C.S. Lewis: Near the Journey’s End – X



On September 11, 1963 Lewis writes to Arthur Greeves:

“The only real snag [in Lewis’s condition of health] is that it looks as if you and I shall never meet again in this life. This often saddens me v. much.

“W., [Warnie] meanwhile, has completely deserted me. He has been in Ireland since June and doesn’t even write…

“I am glad you are fairly well…But oh Arthur, never to see you again!”

[All excerpts from letters taken from The Collected Letters of C.S. Lewis, Walter Hooper editor, Harper San Francisco.]

Warnie is still absent, he has completely deserted Lewis – he will return before the final page is written, but for four months he has been gone in spite of numerous entreaties from Jack’s friends.

Arthur is not in the best of health, so a journey from Ireland to England may not be possible on his end any more than a trip from England to Ireland is possible for Jack. Friends since boyhood, confidants; cherishing their time together – indeed – jealously guarding their time together. What must their talks have been like as they matured over the years?

A brother who won’t return home to be with him; a friend who would come but likely cannot.

As I read and reread this letter of Lewis’s it makes me want to return to The Four Loves and review his treatment of friendship, for Lewis’s words, “But oh Arthur, never to see you again!” are words that once read, I can’t forget.

In The Four Loves Lewis writes concerning friendship:

“To the Ancients, Friendship seemed the happiest and most fully human of all loves; the crown of life and the school of virtue. The modern world, in comparison, ignores it. We admit of course that besides a wife and family a man needs a few “friends.” But the very tone of the admission, and the sort of acquaintanceships which those who make it would describe as “friendships,” show clearly that what they are talking about has very little to do with that Philia which Aristotle classified among the virtues or that Amicitia on which Cicero wrote a book.
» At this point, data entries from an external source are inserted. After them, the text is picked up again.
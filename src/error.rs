use crate::types::PriceSource;
use std::time::Duration;
use thiserror::Error;

/// Errors raised while acquiring market data.
///
/// Only the provider-level variants ever leave an adapter. The public lookup
/// APIs turn exhaustion into an absent quote instead of an error.
#[derive(Error, Debug)]
pub enum FeedError {
    #[error("{provider} is not configured (missing API key)")]
    Unconfigured { provider: PriceSource },

    #[error("{provider} request timed out")]
    Timeout { provider: PriceSource },

    #[error("{provider} rate limited the request")]
    RateLimited { provider: PriceSource },

    /// The provider asked us to stay away for a while; retrying sooner is pointless.
    #[error("{provider} is cooling down after a rate limit ({remaining:?} left)")]
    CoolingDown {
        provider: PriceSource,
        remaining: Duration,
    },

    #[error("{provider} returned a malformed response: {message}")]
    MalformedResponse {
        provider: PriceSource,
        message: String,
    },

    #[error("{provider} returned HTTP {status}")]
    Http { provider: PriceSource, status: u16 },

    #[error("{provider} network error: {message}")]
    Network {
        provider: PriceSource,
        message: String,
    },

    #[error("{provider} has no quote for {symbol}")]
    NoQuote {
        provider: PriceSource,
        symbol: String,
    },

    #[error("All providers exhausted for {key}")]
    AllProvidersExhausted { key: String },

    #[error("Stream error: {0}")]
    Stream(String),

    #[error("Storage error: {0}")]
    Storage(String),

    #[error(transparent)]
    SerdeJson(#[from] serde_json::Error),
}

impl FeedError {
    /// Whether another attempt against the same provider could succeed.
    pub fn is_retryable(&self) -> bool {
        !matches!(
            self,
            FeedError::Unconfigured { .. }
                | FeedError::CoolingDown { .. }
                | FeedError::NoQuote { .. }
                | FeedError::AllProvidersExhausted { .. }
        )
    }

    /// Whether the provider pushed back with HTTP 429.
    pub fn is_rate_limited(&self) -> bool {
        matches!(
            self,
            FeedError::RateLimited { .. } | FeedError::CoolingDown { .. }
        )
    }

    /// Classify a transport-level reqwest failure.
    pub fn from_reqwest(provider: PriceSource, err: reqwest::Error) -> Self {
        if err.is_timeout() {
            FeedError::Timeout { provider }
        } else if err.is_decode() {
            FeedError::MalformedResponse {
                provider,
                message: err.to_string(),
            }
        } else {
            FeedError::Network {
                provider,
                message: err.to_string(),
            }
        }
    }

    /// Classify a non-success HTTP status.
    ///
    /// 400/404 mean the provider does not know the symbol, which no retry fixes.
    pub fn from_status(provider: PriceSource, symbol: &str, status: reqwest::StatusCode) -> Self {
        match status.as_u16() {
            429 => FeedError::RateLimited { provider },
            400 | 404 => FeedError::NoQuote {
                provider,
                symbol: symbol.to_string(),
            },
            code => FeedError::Http {
                provider,
                status: code,
            },
        }
    }

    pub(crate) fn malformed(provider: PriceSource, message: impl Into<String>) -> Self {
        FeedError::MalformedResponse {
            provider,
            message: message.into(),
        }
    }
}

pub type Result<T> = std::result::Result<T, FeedError>;

#[cfg(test)]
mod tests {
    use super::*;
    use reqwest::StatusCode;

    #[test]
    fn test_unconfigured_is_not_retryable() {
        let err = FeedError::Unconfigured {
            provider: PriceSource::Finnhub,
        };
        assert!(!err.is_retryable());
        assert_eq!(err.to_string(), "finnhub is not configured (missing API key)");
    }

    #[test]
    fn test_cooldown_is_rate_limited_but_not_retryable() {
        let err = FeedError::CoolingDown {
            provider: PriceSource::CoinGecko,
            remaining: Duration::from_secs(60),
        };
        assert!(err.is_rate_limited());
        assert!(!err.is_retryable());
    }

    #[test]
    fn test_transient_errors_are_retryable() {
        assert!(FeedError::Timeout {
            provider: PriceSource::Yahoo
        }
        .is_retryable());
        assert!(FeedError::RateLimited {
            provider: PriceSource::CoinGecko
        }
        .is_retryable());
        assert!(FeedError::malformed(PriceSource::Binance, "bad json").is_retryable());
    }

    #[test]
    fn test_status_429_is_rate_limited() {
        let err = FeedError::from_status(PriceSource::CoinGecko, "BTC", StatusCode::TOO_MANY_REQUESTS);
        assert!(err.is_rate_limited());
    }

    #[test]
    fn test_status_400_is_no_quote() {
        let err = FeedError::from_status(PriceSource::Binance, "NOPE", StatusCode::BAD_REQUEST);
        assert!(matches!(err, FeedError::NoQuote { .. }));
        assert!(!err.is_retryable());
    }

    #[test]
    fn test_status_500_is_http() {
        let err = FeedError::from_status(PriceSource::Yahoo, "AAPL", StatusCode::INTERNAL_SERVER_ERROR);
        match err {
            FeedError::Http { status, .. } => assert_eq!(status, 500),
            other => panic!("unexpected error: {other}"),
        }
    }
}
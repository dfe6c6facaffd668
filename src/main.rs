use anyhow::{Context, Result};
use clap::{Parser, Subcommand};
use pricewell::{AssetType, ChartPeriod, Config, HoldingRef, MarketDataService};
use std::path::PathBuf;
use tracing::info;
use tracing_subscriber::{layer::SubscriberExt, util::SubscriberInitExt};

#[derive(Parser)]
#[command(name = "pricewell")]
#[command(about = "Market data acquisition: quotes, portfolio pricing, candles and live trades", long_about = None)]
struct Cli {
    #[command(subcommand)]
    cmd: Commands,
}

#[derive(Subcommand)]
enum Commands {
    /// Resolve a single quote through the provider chain
    Quote {
        /// Asset type (stock, etf, mutual_fund, crypto, gold, silver, platinum, index, ...)
        asset_type: AssetType,

        /// Ticker symbol (not needed for commodities)
        symbol: Option<String>,
    },

    /// Price every holding in a JSON file of `{id, assetType, symbol?}` records
    Batch {
        holdings: PathBuf,
    },

    /// Fetch historical candles
    Candles {
        symbol: String,

        /// Display period (1D, 1W, 1M, 3M, 1Y)
        period: ChartPeriod,
    },

    /// Print live trades until interrupted
    Stream {
        #[arg(required = true)]
        symbols: Vec<String>,
    },

    /// Remove every cached quote, including persisted copies
    ClearCache,
}

#[tokio::main]
async fn main() -> Result<()> {
    dotenvy::dotenv().ok();

    tracing_subscriber::registry()
        .with(
            tracing_subscriber::EnvFilter::try_from_default_env()
                .unwrap_or_else(|_| "pricewell=info".into()),
        )
        .with(tracing_subscriber::fmt::layer().with_writer(std::io::stderr))
        .init();

    let cli = Cli::parse();
    let config = Config::from_env();
    config.log_provider_status();

    let service = MarketDataService::from_config(&config).await;

    match cli.cmd {
        Commands::Quote { asset_type, symbol } => {
            match service.quote(asset_type, symbol.as_deref()).await {
                Some(quote) => println!("{}", serde_json::to_string_pretty(&quote)?),
                None => println!("null"),
            }
        }
        Commands::Batch { holdings } => {
            let raw = tokio::fs::read_to_string(&holdings)
                .await
                .with_context(|| format!("read {}", holdings.display()))?;
            let holdings: Vec<HoldingRef> =
                serde_json::from_str(&raw).context("parse holdings JSON")?;
            let quotes = service.price_holdings(&holdings).await;
            println!("{}", serde_json::to_string_pretty(&quotes)?);
        }
        Commands::Candles { symbol, period } => {
            let candles = service.candles(&symbol, period).await;
            println!("{}", serde_json::to_string_pretty(&candles)?);
        }
        Commands::Stream { symbols } => {
            let handle = service.stream(&symbols, |tick| {
                if let Ok(line) = serde_json::to_string(&tick) {
                    println!("{}", line);
                }
            });
            tokio::signal::ctrl_c()
                .await
                .context("listen for shutdown signal")?;
            info!("Shutting down trade stream");
            handle.shutdown().await;
        }
        Commands::ClearCache => {
            service.clear_cache().await;
        }
    }

    Ok(())
}
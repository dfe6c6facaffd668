pub mod binance;
pub mod binance_ws;
pub mod coingecko;
pub mod finnhub;
pub mod gold_api;
pub mod yahoo;

pub use binance::BinanceClient;
pub use binance_ws::{StreamHandle, StreamState, TradeStream};
pub use coingecko::CoinGeckoClient;
pub use finnhub::FinnhubClient;
pub use gold_api::GoldApiClient;
pub use yahoo::YahooClient;

use crate::error::{FeedError, Result};
use crate::types::{PriceQuote, PriceSource};
use async_trait::async_trait;
use reqwest::{Client, Response};
use std::time::Duration;
use tracing::warn;

/// Timeout for a single quote request.
pub const QUOTE_TIMEOUT: Duration = Duration::from_secs(8);

/// One external price source.
///
/// An implementation performs exactly one network attempt per call; retry
/// and fallback are layered on top by the resolver.
#[async_trait]
pub trait QuoteProvider: Send + Sync {
    fn source(&self) -> PriceSource;

    /// Whether the provider has the credentials it needs. Unconfigured
    /// providers are skipped by the resolver.
    fn is_configured(&self) -> bool {
        true
    }

    async fn fetch_quote(&self, symbol: &str) -> Result<PriceQuote>;
}

/// Build an HTTP client with a per-request timeout.
pub(crate) fn http_client(timeout: Duration) -> Client {
    Client::builder()
        .timeout(timeout)
        .user_agent("Mozilla/5.0 (compatible; pricewell/0.1)")
        .build()
        .unwrap_or_else(|_| Client::new())
}

/// Turn a non-success response into the matching error, logging the body.
pub(crate) async fn check_status(
    provider: PriceSource,
    symbol: &str,
    response: Response,
) -> Result<Response> {
    let status = response.status();
    if status.is_success() {
        return Ok(response);
    }

    let text = response.text().await.unwrap_or_default();
    warn!(
        "{} API returned {} for {}: {}",
        provider,
        status,
        symbol,
        text.chars().take(200).collect::<String>()
    );
    Err(FeedError::from_status(provider, symbol, status))
}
It is something quite marginal; not a main course in life’s banquet; a diversion; something that fills up the chunks of one’s time…”

While Lewis was a man of great intellect, he was also a man of great imagination as well as a man of great passion. Those who gravitate toward Mere Christianity and never touch Narnia or Till We Have Faces may indeed benefit from Lewis’s work, but they have only touched one facet of the man; and the same can be said for any isolated approach to Lewis. Of course that’s fine in that interaction with a man’s body of work is not necessarily interaction with the man (or woman) on a level beyond the work in question; and Lewis himself indicated that a “work” should stand on its own – apart from the person who produced it. On one level I agree with Lewis; we need not know the creator of the work to appreciate the work; then again, my own experience has been that often knowing the man or woman (to some degree) behind the work helps me better appreciate the work. It can lend credence to the work in that I can see that the person endeavors to live what he or she promotes and teaches; it can also provide biographical context to help me see how life’s experience may have influenced what the author or artist produced. On the other hand, knowing something about the creator of a work can also juxtapose the person and work and remind me that we’re all fallible and that God can still use us.
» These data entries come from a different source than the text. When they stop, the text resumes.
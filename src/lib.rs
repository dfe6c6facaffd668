//! Pricewell - market data acquisition with provider fallback chains,
//! TTL quote caching, batch portfolio pricing and live trade streams.

pub mod config;
pub mod error;
pub mod services;
pub mod sources;
pub mod types;

pub use config::Config;
pub use error::{FeedError, Result};
pub use services::{BatchPricer, CandleFetcher, MarketDataService, PriceResolver, QuoteCache};
pub use sources::{QuoteProvider, StreamHandle, StreamState, TradeStream};
pub use types::*;
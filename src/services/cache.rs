use crate::services::store::KeyValueStore;
use crate::types::{AssetClass, CacheKey, PriceQuote};
use chrono::{DateTime, Utc};
use dashmap::DashMap;
use serde::{Deserialize, Serialize};
use std::sync::Arc;
use std::time::Duration;
use tracing::{debug, info, warn};

/// Persisted key prefix for quote entries.
const STORE_PREFIX: &str = "quote:";

/// Freshness windows per pricing class.
#[derive(Debug, Clone, Copy, PartialEq, Eq)]
pub struct CacheTtl {
    /// Equity, index and crypto quotes.
    pub standard: Duration,
    /// Commodity quotes.
    pub commodity: Duration,
}

impl CacheTtl {
    pub fn new(standard: Duration, commodity: Duration) -> Self {
        Self { standard, commodity }
    }

    pub fn for_class(&self, class: AssetClass) -> Duration {
        match class {
            AssetClass::Commodity => self.commodity,
            _ => self.standard,
        }
    }
}

impl Default for CacheTtl {
    fn default() -> Self {
        Self {
            standard: Duration::from_secs(300),
            commodity: Duration::from_secs(900),
        }
    }
}

/// Last known quote for a key.
#[derive(Debug, Clone, PartialEq, Serialize, Deserialize)]
#[serde(rename_all = "camelCase")]
pub struct CacheEntry {
    pub quote: PriceQuote,
    pub cached_at: DateTime<Utc>,
}

impl CacheEntry {
    pub fn new(quote: PriceQuote) -> Self {
        Self {
            quote,
            cached_at: Utc::now(),
        }
    }

    /// Fresh while `now - cached_at <= ttl`. Entries stamped in the future count as fresh.
    pub fn is_fresh(&self, ttl: Duration, now: DateTime<Utc>) -> bool {
        let age = (now - self.cached_at).to_std().unwrap_or_default();
        age <= ttl
    }
}

/// TTL-bounded quote cache shared by every lookup.
///
/// The in-memory map is a `DashMap`, so concurrent batch lookups read and
/// write it without external locking. Expired entries are ignored on read
/// and dropped by [`QuoteCache::cleanup`]. When a store is attached every
/// write goes through to it and [`QuoteCache::restore`] rehydrates the map.
pub struct QuoteCache {
    entries: DashMap<CacheKey, CacheEntry>,
    ttl: CacheTtl,
    store: Option<Arc<dyn KeyValueStore>>,
}

impl QuoteCache {
    /// Create an in-memory cache.
    pub fn new(ttl: CacheTtl) -> Self {
        Self {
            entries: DashMap::new(),
            ttl,
            store: None,
        }
    }

    /// Create a cache that persists entries to `store`.
    pub fn with_store(ttl: CacheTtl, store: Arc<dyn KeyValueStore>) -> Self {
        Self {
            entries: DashMap::new(),
            ttl,
            store: Some(store),
        }
    }

    pub fn ttl(&self) -> CacheTtl {
        self.ttl
    }

    /// Get a fresh quote for `key`.
    pub fn get(&self, key: &CacheKey) -> Option<PriceQuote> {
        let entry = self.entries.get(key)?;
        if entry.is_fresh(self.ttl.for_class(key.class), Utc::now()) {
            Some(entry.quote.clone())
        } else {
            debug!("Cache entry {} is stale", key);
            None
        }
    }

    /// Get the raw entry regardless of freshness.
    pub fn get_entry(&self, key: &CacheKey) -> Option<CacheEntry> {
        self.entries.get(key).map(|e| e.value().clone())
    }

    /// Store a quote, overwriting any previous entry.
    pub async fn put(&self, key: &CacheKey, quote: PriceQuote) {
        self.put_entry(key, CacheEntry::new(quote)).await;
    }

    /// Store a prepared entry, overwriting any previous entry.
    pub async fn put_entry(&self, key: &CacheKey, entry: CacheEntry) {
        self.entries.insert(key.clone(), entry.clone());

        let Some(store) = &self.store else {
            return;
        };
        let value = match serde_json::to_string(&entry) {
            Ok(v) => v,
            Err(e) => {
                warn!("Failed to serialize cache entry {}: {}", key, e);
                return;
            }
        };
        if let Err(e) = store.set(&format!("{}{}", STORE_PREFIX, key), &value).await {
            warn!("Failed to persist cache entry {}: {}", key, e);
        }
    }

    /// Remove every entry, in memory and in the store.
    pub async fn clear(&self) {
        self.entries.clear();

        let Some(store) = &self.store else {
            return;
        };
        match store.keys().await {
            Ok(keys) => {
                for key in keys.iter().filter(|k| k.starts_with(STORE_PREFIX)) {
                    if let Err(e) = store.remove(key).await {
                        warn!("Failed to remove persisted entry {}: {}", key, e);
                    }
                }
            }
            Err(e) => warn!("Failed to list persisted cache entries: {}", e),
        }
    }

    /// Load persisted entries into memory. Returns the number restored.
    ///
    /// Entries already in memory that are newer than the persisted copy win.
    pub async fn restore(&self) -> usize {
        let Some(store) = &self.store else {
            return 0;
        };
        let keys = match store.keys().await {
            Ok(keys) => keys,
            Err(e) => {
                warn!("Failed to list persisted cache entries: {}", e);
                return 0;
            }
        };

        let mut restored = 0;
        for raw_key in keys {
            let Some(key) = raw_key
                .strip_prefix(STORE_PREFIX)
                .and_then(|k| k.parse::<CacheKey>().ok())
            else {
                continue;
            };
            let entry = match store.get(&raw_key).await {
                Ok(Some(value)) => match serde_json::from_str::<CacheEntry>(&value) {
                    Ok(entry) => entry,
                    Err(e) => {
                        warn!("Discarding unreadable cache entry {}: {}", raw_key, e);
                        continue;
                    }
                },
                Ok(None) => continue,
                Err(e) => {
                    warn!("Failed to read cache entry {}: {}", raw_key, e);
                    continue;
                }
            };

            let mut slot = self.entries.entry(key).or_insert_with(|| entry.clone());
            if slot.cached_at < entry.cached_at {
                *slot = entry;
            }
            restored += 1;
        }

        info!("Restored {} cached quotes", restored);
        restored
    }

    /// Drop expired entries from memory. Returns the number removed.
    pub fn cleanup(&self) -> usize {
        let now = Utc::now();
        let before = self.entries.len();
        self.entries
            .retain(|key, entry| entry.is_fresh(self.ttl.for_class(key.class), now));
        before - self.entries.len()
    }

    /// Number of entries in memory (including expired).
    pub fn len(&self) -> usize {
        self.entries.len()
    }

    pub fn is_empty(&self) -> bool {
        self.entries.is_empty()
    }
}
As I look at what I’ve just written I realize that I am writing more about historical authors than contemporary ones; contemporary authors are lives in process and by-and-large I don’t have much interest in getting to know them in the way that I enjoy getting to know Lewis or Fenelon or Andrew Murray. I also realize that I am selective in wanting to know historical authors; after all, one can only have so many relationships with people – whether they are alive or dead. Now if you’ll pardon this digression let me get to where I am going…
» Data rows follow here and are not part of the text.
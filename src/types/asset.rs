use serde::{Deserialize, Serialize};
use std::fmt;
use std::str::FromStr;

/// Asset type as recorded on a portfolio holding.
#[derive(Debug, Clone, Copy, PartialEq, Eq, Hash, Serialize, Deserialize)]
#[serde(rename_all = "snake_case")]
pub enum AssetType {
    Stock,
    Etf,
    MutualFund,
    Crypto,
    Gold,
    Silver,
    Platinum,
    Index,
    Bond,
    RealEstate,
    FixedDeposit,
    Cash,
    Other,
}

impl AssetType {
    /// The pricing class this asset type resolves through.
    pub fn class(&self) -> AssetClass {
        match self {
            AssetType::Stock | AssetType::Etf | AssetType::MutualFund => AssetClass::Equity,
            AssetType::Crypto => AssetClass::Crypto,
            AssetType::Gold | AssetType::Silver | AssetType::Platinum => AssetClass::Commodity,
            AssetType::Index => AssetClass::Index,
            AssetType::Bond
            | AssetType::RealEstate
            | AssetType::FixedDeposit
            | AssetType::Cash
            | AssetType::Other => AssetClass::Manual,
        }
    }

    /// Commodity name used as the class-level cache symbol.
    pub fn commodity_name(&self) -> Option<&'static str> {
        match self {
            AssetType::Gold => Some("GOLD"),
            AssetType::Silver => Some("SILVER"),
            AssetType::Platinum => Some("PLATINUM"),
            _ => None,
        }
    }

    fn as_str(&self) -> &'static str {
        match self {
            AssetType::Stock => "stock",
            AssetType::Etf => "etf",
            AssetType::MutualFund => "mutual_fund",
            AssetType::Crypto => "crypto",
            AssetType::Gold => "gold",
            AssetType::Silver => "silver",
            AssetType::Platinum => "platinum",
            AssetType::Index => "index",
            AssetType::Bond => "bond",
            AssetType::RealEstate => "real_estate",
            AssetType::FixedDeposit => "fixed_deposit",
            AssetType::Cash => "cash",
            AssetType::Other => "other",
        }
    }
}

impl fmt::Display for AssetType {
    fn fmt(&self, f: &mut fmt::Formatter<'_>) -> fmt::Result {
        f.write_str(self.as_str())
    }
}

impl FromStr for AssetType {
    type Err = String;

    fn from_str(s: &str) -> Result<Self, Self::Err> {
        let normalized = s.trim().to_lowercase().replace('-', "_");
        let asset_type = match normalized.as_str() {
            "stock" => AssetType::Stock,
            "etf" => AssetType::Etf,
            "mutual_fund" => AssetType::MutualFund,
            "crypto" => AssetType::Crypto,
            "gold" => AssetType::Gold,
            "silver" => AssetType::Silver,
            "platinum" => AssetType::Platinum,
            "index" => AssetType::Index,
            "bond" => AssetType::Bond,
            "real_estate" => AssetType::RealEstate,
            "fixed_deposit" => AssetType::FixedDeposit,
            "cash" => AssetType::Cash,
            "other" => AssetType::Other,
            _ => return Err(format!("unknown asset type: {s}")),
        };
        Ok(asset_type)
    }
}

/// Pricing class: selects the provider chain and cache TTL.
#[derive(Debug, Clone, Copy, PartialEq, Eq, Hash, PartialOrd, Ord, Serialize, Deserialize)]
#[serde(rename_all = "lowercase")]
pub enum AssetClass {
    Equity,
    Crypto,
    Commodity,
    Index,
    /// Priced by the user; never looked up.
    Manual,
}

impl AssetClass {
    /// Classes priced per symbol (as opposed to once per class).
    pub fn is_per_symbol(&self) -> bool {
        matches!(self, AssetClass::Equity | AssetClass::Crypto | AssetClass::Index)
    }

    fn as_str(&self) -> &'static str {
        match self {
            AssetClass::Equity => "equity",
            AssetClass::Crypto => "crypto",
            AssetClass::Commodity => "commodity",
            AssetClass::Index => "index",
            AssetClass::Manual => "manual",
        }
    }
}

impl fmt::Display for AssetClass {
    fn fmt(&self, f: &mut fmt::Formatter<'_>) -> fmt::Result {
        f.write_str(self.as_str())
    }
}

impl FromStr for AssetClass {
    type Err = String;

    fn from_str(s: &str) -> Result<Self, Self::Err> {
        match s {
            "equity" => Ok(AssetClass::Equity),
            "crypto" => Ok(AssetClass::Crypto),
            "commodity" => Ok(AssetClass::Commodity),
            "index" => Ok(AssetClass::Index),
            "manual" => Ok(AssetClass::Manual),
            _ => Err(format!("unknown asset class: {s}")),
        }
    }
}

/// Cache and dedup key: a pricing class plus a normalized symbol.
///
/// Commodities are keyed by class-level name (`commodity:GOLD`).
#[derive(Debug, Clone, PartialEq, Eq, Hash, PartialOrd, Ord)]
pub struct CacheKey {
    pub class: AssetClass,
    pub symbol: String,
}

impl CacheKey {
    pub fn new(class: AssetClass, symbol: impl AsRef<str>) -> Self {
        Self {
            class,
            symbol: normalize_symbol(symbol.as_ref()),
        }
    }

    /// Key for a holding, or `None` when the asset cannot be priced live
    /// (manual types, or a per-symbol type without a symbol).
    pub fn for_asset(asset_type: AssetType, symbol: Option<&str>) -> Option<Self> {
        let class = asset_type.class();
        match class {
            AssetClass::Manual => None,
            AssetClass::Commodity => asset_type.commodity_name().map(|name| Self::new(class, name)),
            _ => symbol
                .map(str::trim)
                .filter(|s| !s.is_empty())
                .map(|s| Self::new(class, s)),
        }
    }
}

impl fmt::Display for CacheKey {
    fn fmt(&self, f: &mut fmt::Formatter<'_>) -> fmt::Result {
        write!(f, "{}:{}", self.class, self.symbol)
    }
}

impl FromStr for CacheKey {
    type Err = String;

    fn from_str(s: &str) -> Result<Self, Self::Err> {
        let (class, symbol) = s
            .split_once(':')
            .ok_or_else(|| format!("malformed cache key: {s}"))?;
        if symbol.is_empty() {
            return Err(format!("malformed cache key: {s}"));
        }
        Ok(Self::new(class.parse()?, symbol))
    }
}

/// Upper-case and trim a user-supplied symbol.
pub fn normalize_symbol(symbol: &str) -> String {
    symbol.trim().to_uppercase()
}

/// The minimal holding shape the batch pricer consumes.
#[derive(Debug, Clone, Serialize, Deserialize)]
#[serde(rename_all = "camelCase")]
pub struct HoldingRef {
    pub id: String,
    pub asset_type: AssetType,
    #[serde(default, skip_serializing_if = "Option::is_none")]
    pub symbol: Option<String>,
}

impl HoldingRef {
    pub fn new(id: impl Into<String>, asset_type: AssetType, symbol: Option<&str>) -> Self {
        Self {
            id: id.into(),
            asset_type,
            symbol: symbol.map(str::to_string),
        }
    }

    pub fn cache_key(&self) -> Option<CacheKey> {
        CacheKey::for_asset(self.asset_type, self.symbol.as_deref())
    }
}

#[cfg(test)]
mod tests {
    use super::*;

    #[test]
    fn test_asset_type_classes() {
        assert_eq!(AssetType::Etf.class(), AssetClass::Equity);
        assert_eq!(AssetType::MutualFund.class(), AssetClass::Equity);
        assert_eq!(AssetType::Silver.class(), AssetClass::Commodity);
        assert_eq!(AssetType::FixedDeposit.class(), AssetClass::Manual);
    }

    #[test]
    fn test_asset_type_parsing() {
        assert_eq!("real-estate".parse::<AssetType>(), Ok(AssetType::RealEstate));
        assert_eq!("Crypto".parse::<AssetType>(), Ok(AssetType::Crypto));
        assert!("warrant".parse::<AssetType>().is_err());
    }

    #[test]
    fn test_cache_key_for_manual_asset_is_none() {
        assert!(CacheKey::for_asset(AssetType::Cash, Some("USD")).is_none());
        assert!(CacheKey::for_asset(AssetType::Stock, None).is_none());
        assert!(CacheKey::for_asset(AssetType::Stock, Some("  ")).is_none());
    }

    #[test]
    fn test_commodity_key_ignores_symbol() {
        let key = CacheKey::for_asset(AssetType::Gold, Some("whatever")).unwrap();
        assert_eq!(key.to_string(), "commodity:GOLD");
    }

    #[test]
    fn test_cache_key_round_trip() {
        let key = CacheKey::for_asset(AssetType::Crypto, Some(" btc ")).unwrap();
        assert_eq!(key.to_string(), "crypto:BTC");
        assert_eq!("crypto:BTC".parse::<CacheKey>(), Ok(key));
        assert!("crypto".parse::<CacheKey>().is_err());
    }

    #[test]
    fn test_holding_ref_deserialization() {
        let json = r#"{"id":"h1","assetType":"stock","symbol":"AAPL"}"#;
        let holding: HoldingRef = serde_json::from_str(json).unwrap();
        assert_eq!(holding.asset_type, AssetType::Stock);
        assert_eq!(holding.cache_key().unwrap().to_string(), "equity:AAPL");

        let json = r#"{"id":"h2","assetType":"gold"}"#;
        let holding: HoldingRef = serde_json::from_str(json).unwrap();
        assert!(holding.symbol.is_none());
    }
}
While we can certainly view Lewis through his writing and speaking, we can also view Lewis through his relationships in general and through his friendships in particular. Greeves, Dyson, Tolkien, Barfield, Sayer, Green, Williams, Davidman…the list goes on – from boyhood to his exit from the Shadowlands, relationships in general and friendships in particular shaped Lewis’s life; a commitment to an Army friend to care for his mother led Lewis to what many consider a strange and problematic relationship with Mrs. Moore, one that observers might conclude limited Jack’s life for most of his life.

To C.S. Lewis friendship was not a marginal item in life’s banquet, it was essential to the main course. With all of the emphasis on small groups in today’s professing church, with all of the “high-touch” approaches to ministry, how many of us have the enduring friendships that Lewis and his friends experienced with each other? How are we inculcating the importance of friendship in our children, our youth, and in our churches?

If you and I knew today that we had but a short time to live, is there a friend to whom we would write the words, “Oh my friend…to think that I’ll never see you again!”? Is there someone who would write those words to us?